I messaged my pulmonologist, who said, “At your age, diagnosis of cystic fibrosis would be something to publish in a medical journal …”. Then I messaged my previous pulmonologist who thought it would be very unlikely for me to have cystic fibrosis, but he would arrange for me to meet with a genetic counselor. This led to my first and very positive introduction into the world of cystic fibrosis.

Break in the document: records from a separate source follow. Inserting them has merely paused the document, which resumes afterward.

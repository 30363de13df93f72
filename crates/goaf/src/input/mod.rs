//! Source decoding and parsing.

mod encoding;
mod parser;
mod source;

pub use encoding::{Attempt, EncodingResolver, ParseStrategy, SourceEncoding, RESOLUTION_ORDER};
pub use parser::{Parser, ParserConfig, SplitTable};
pub use source::{is_blank_or_missing, ParsedTable, MISSING_SENTINELS};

My first appointment was amazing and I felt like the star of the show! The pulmonologist went over my latest CT scan like he had all the time in the world, and he explained things in a way that I actually understood. He also told me that my specific mutations should respond to a CFTR modulator (Symdeko®). The respiratory therapist showed me how to use a nebulizer twice a day to further help with airway clearance, and the dietitian explained the need for enzymes for my pancreatic insufficiency. I was overwhelmed and over the moon. As my husband put it, “Your care just went from the minor leagues to the big leagues.”
Since my CF diagnosis, my emotions have been all over the place. I am angry, happy, and hopeful.
I am angry because I wasn’t diagnosed earlier. If I had been, I might be breathing better and I could have been taking the right treatments targeted to this specific disease — especially when modulator therapy first came into play a few years ago. And, by the way, I’ve always been angry at myself for smoking.
I am happy because I know that most everything I have experienced throughout my life, the stomach aches, the colds that resulted in a nasty productive cough, the ridiculously nasty snotty nose, the bacterial infections — they all make sense now.
I am hopeful because after 69 long years of a battle with an unknown opponent, I now know what I’m fighting. And, although not curable yet, there will be new drugs and treatment developed to extend the lives of people with this invisible disease. And one day there will be a cure.
When I started writing this blog a couple of weeks ago, I was newly diagnosed and, frankly, pissed off at the entire medical industry. How could the multiple pulmonologists, infectious disease doctors, internists, general practitioners, and gastroenterologists I’ve had throughout my life not have connected the dots to cystic fibrosis?
Now, after the shock and awe of this new event in my life, I am trying to learn as much as possible. I am beginning to process the information. I feel grateful that I may live past my goal of 84 years. I hope my story, as well as the stories of other people diagnosed late in life, will bring awareness to the medical field to think out of the box with older adults who present with symptoms that may be related to cystic fibrosis. "If it looks like a duck, swims like a duck, and quacks like a duck, then it probably is CF."
I have since joined the CF community on Facebook and I attended BreatheCon 2023, which I highly recommend you attend next year. The people I have interacted with have positive attitudes, they are involved, and they are inspirational. I hope to follow suit.
At the age of 69, I have found my people.